In 2002, Trump sued New York City for $500 million, claiming that a tax assessor scandal had forced him to sell apartment in his 72-story Trump World Tower near the United Nations for below market prices.
Trump sued the town of Palm Beach, Florida. in 2006 for $10 million after he was cited for violating zoning codes by flying a too-big (for non-patriots) American flag over his club, Mar-a-Lago. The lawsuit claimed “a smaller flag and pole on Mar-a-Lago’s property would be lost given its massive size, look silly instead of make a statement, and most importantly would fail to appropriately express the magnitude of Donald J. Trump’s and the Club’s members’ patriotism,” according to the Associated Press. Trump promised any damages awarded to him would be donated to Iraq war veterans. In 2007, Trump and the town settled. The Tampa Bay Times reported the town dropped the fines, and Trump donated $100,000 “to various charities for veterans of the war in Iraq, the American flag or veterans’ hospitals.”

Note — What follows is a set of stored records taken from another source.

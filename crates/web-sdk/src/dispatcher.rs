//! Multi-platform dispatcher — fans one event out to every platform.
//!
//! Each platform is attempted independently: a missing SDK, a missing id or
//! a failing call on one platform never affects the others. Nothing is
//! retried and nothing is returned; outcomes go to the [`DispatchSink`].

use std::sync::Arc;

use tracing::{debug, info, warn};

use pixel_relay_core::event_bus::{make_record, noop_sink};
use pixel_relay_core::{DispatchOutcome, DispatchSink, SkipReason, TrackingEvent};

use crate::adaptors::{default_adaptors, PlatformAdaptor};
use crate::pixels::{self, GlobalScope};
use crate::tracking_config::TrackingConfig;

pub struct Dispatcher {
    config: Arc<TrackingConfig>,
    globals: Arc<dyn GlobalScope>,
    adaptors: Vec<Box<dyn PlatformAdaptor>>,
    sink: Arc<dyn DispatchSink>,
}

impl Dispatcher {
    pub fn new(config: Arc<TrackingConfig>, globals: Arc<dyn GlobalScope>) -> Self {
        Self {
            config,
            globals,
            adaptors: default_adaptors(),
            sink: noop_sink(),
        }
    }

    /// Attach a sink for dispatch outcomes.
    pub fn with_sink(mut self, sink: Arc<dyn DispatchSink>) -> Self {
        self.sink = sink;
        self
    }

    /// Send `event` to every platform.
    pub fn dispatch(&self, event: &TrackingEvent) {
        info!(event_name = %event.name, data = ?event.data, "sending event");

        for adaptor in &self.adaptors {
            let outcome = self.attempt(adaptor.as_ref(), event);
            match &outcome {
                DispatchOutcome::Sent => {
                    debug!(platform = %adaptor.platform(), event_name = %event.name, "sent");
                }
                DispatchOutcome::Skipped { reason } => {
                    debug!(
                        platform = %adaptor.platform(),
                        event_name = %event.name,
                        ?reason,
                        "skipped"
                    );
                }
                DispatchOutcome::Failed { error } => {
                    warn!(
                        platform = %adaptor.platform(),
                        event_name = %event.name,
                        error = %error,
                        "pixel call failed"
                    );
                }
            }
            self.sink
                .record(make_record(event, adaptor.platform(), outcome));
        }
    }

    fn attempt(&self, adaptor: &dyn PlatformAdaptor, event: &TrackingEvent) -> DispatchOutcome {
        let Some(function) = pixels::callable(self.globals.as_ref(), adaptor.global()) else {
            return DispatchOutcome::Skipped {
                reason: SkipReason::Unavailable,
            };
        };

        let call = match adaptor.prepare(&self.config, event) {
            Ok(call) => call,
            Err(reason) => return DispatchOutcome::Skipped { reason },
        };

        match function.call(&call) {
            Ok(()) => DispatchOutcome::Sent,
            Err(e) => DispatchOutcome::Failed {
                error: e.to_string(),
            },
        }
    }
}

#[cfg(test)]
#[allow(clippy::unwrap_used)]
mod tests {
    use super::*;
    use crate::pixels::{PixelCall, PixelGlobal, PixelRegistry};
    use crate::sim::RecordingPixel;
    use pixel_relay_core::{capture_sink, EventName, Platform};

    const FULL_QUERY: &str = "facebookPixelId=FB&googleAdsId=AW-1&anyClickConversionId=clk\
        &ga4Id=G-1&tiktokPixelId=TT";

    struct Fixture {
        registry: Arc<PixelRegistry>,
        gtag: Arc<RecordingPixel>,
        fbq: Arc<RecordingPixel>,
        ttq: Arc<RecordingPixel>,
    }

    fn fixture() -> Fixture {
        let registry = Arc::new(PixelRegistry::new());
        let gtag = Arc::new(RecordingPixel::new());
        let fbq = Arc::new(RecordingPixel::new());
        let ttq = Arc::new(RecordingPixel::new());
        registry.install(PixelGlobal::Gtag, gtag.clone());
        registry.install(PixelGlobal::Fbq, fbq.clone());
        registry.install(PixelGlobal::Ttq, ttq.clone());
        Fixture {
            registry,
            gtag,
            fbq,
            ttq,
        }
    }

    #[test]
    fn test_dispatch_to_all_platforms() {
        let fx = fixture();
        let sink = capture_sink();
        let dispatcher = Dispatcher::new(
            Arc::new(TrackingConfig::from_query(FULL_QUERY)),
            fx.registry.clone(),
        )
        .with_sink(sink.clone());

        let event = TrackingEvent::new(EventName::AnyClick)
            .with("url", "https://example.com/")
            .with("text", "Buy");
        dispatcher.dispatch(&event);

        assert_eq!(sink.count(), 4);
        assert!(sink
            .records()
            .iter()
            .all(|r| r.outcome == DispatchOutcome::Sent));

        // Ads conversion then GA4 event, both through gtag
        let gtag_calls = fx.gtag.calls();
        assert_eq!(gtag_calls.len(), 2);
        assert_eq!(
            gtag_calls[0],
            PixelCall::Event {
                name: "conversion".into(),
                params: serde_json::json!({"send_to": "AW-1/clk"}),
            }
        );
        assert_eq!(
            gtag_calls[1],
            PixelCall::Event {
                name: "any_click".into(),
                params: serde_json::json!({"url": "https://example.com/", "text": "Buy"}),
            }
        );
        assert_eq!(fx.fbq.calls().len(), 1);
        assert_eq!(fx.ttq.calls().len(), 1);
    }

    #[test]
    fn test_missing_ids_never_dispatch() {
        let fx = fixture();
        let sink = capture_sink();
        let dispatcher = Dispatcher::new(Arc::new(TrackingConfig::default()), fx.registry.clone())
            .with_sink(sink.clone());

        for name in ["scroll_20", "scroll_50", "any_click", "any_cta", "other"] {
            dispatcher.dispatch(&TrackingEvent::new(name));
        }

        assert!(fx.gtag.calls().is_empty());
        assert!(fx.fbq.calls().is_empty());
        assert!(fx.ttq.calls().is_empty());
        assert!(sink.records().iter().all(|r| r.outcome
            == DispatchOutcome::Skipped {
                reason: SkipReason::MissingId
            }));
    }

    #[test]
    fn test_unavailable_platform_skipped() {
        let registry = Arc::new(PixelRegistry::new());
        let fbq = Arc::new(RecordingPixel::new());
        registry.install(PixelGlobal::Fbq, fbq.clone());
        let sink = capture_sink();
        let dispatcher = Dispatcher::new(
            Arc::new(TrackingConfig::from_query(FULL_QUERY)),
            registry,
        )
        .with_sink(sink.clone());

        dispatcher.dispatch(&TrackingEvent::new(EventName::Scroll20));

        assert_eq!(fbq.calls().len(), 1);
        let tiktok = sink.for_platform(Platform::TikTok);
        assert_eq!(
            tiktok[0].outcome,
            DispatchOutcome::Skipped {
                reason: SkipReason::Unavailable
            }
        );
    }

    #[test]
    fn test_failing_platform_does_not_stop_others() {
        let fx = fixture();
        fx.registry
            .install(PixelGlobal::Fbq, Arc::new(RecordingPixel::failing("fbq exploded")));
        let sink = capture_sink();
        let dispatcher = Dispatcher::new(
            Arc::new(TrackingConfig::from_query(FULL_QUERY)),
            fx.registry.clone(),
        )
        .with_sink(sink.clone());

        dispatcher.dispatch(&TrackingEvent::new(EventName::AnyClick));

        let facebook = sink.for_platform(Platform::Facebook);
        assert!(matches!(
            facebook[0].outcome,
            DispatchOutcome::Failed { ref error } if error.contains("fbq exploded")
        ));
        assert_eq!(fx.gtag.calls().len(), 2);
        assert_eq!(fx.ttq.calls().len(), 1);
    }
}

In 2011, Trump sued Scotland. Trump claimed the government had assured him a planned offshore wind farm would never actually be constructed, and so he built a golf course and made plans for a neighboring hotel. When the wind farm was built, Trump sued the government. He ultimately lost.
Businesses Donald Trump Has Sued
Trump purchased Eastern Air Lines’s shuttle service in 1988 for $365 million and planned to relaunch it as “Trump Shuttle.” But a problem arose—a different company, Trading and Finance Corp. Ltd., was already using the name. In 1989, Trump sued for the rights to the name.
In 2008, Trump sued Crescent Heights Diamond, a real estate developer, because, Trump said, they had licensed his name for a 70-story building in Ramat Gan, near Tel Aviv, and then cut him out of the profits.
In 2011, Trump sued H. Pixel International Trade Ltd., an Israeli company he discovered was using his name and likeness on vodka bottles without his consent. Trump has over 700 trademarks and as of 2011, his name was commercially protected in 80 countries.
In 2014, Trump sued Trump Entertainment Resorts, which he holds a 10 percent stake in, to remove his name from the Trump Taj Mahal and Trump Plaza casinos in Atlantic City, which he said did not live up to his standard of quality.
Misc.
In 2003, Trump announced that he planned to sue the Eastern Pequots, a Native American tribe of less than 1,000 from southeastern Connecticut. Trump claimed he had spent close to $10 million helping to promote the tribe’s brand in exchange for the right to negotiate the tribe’s casino agreements. Ultimately, the tribe selected a different developer to handle their deal, which was the source of Trump’s ire.
Brandy Zadrozny contributed research.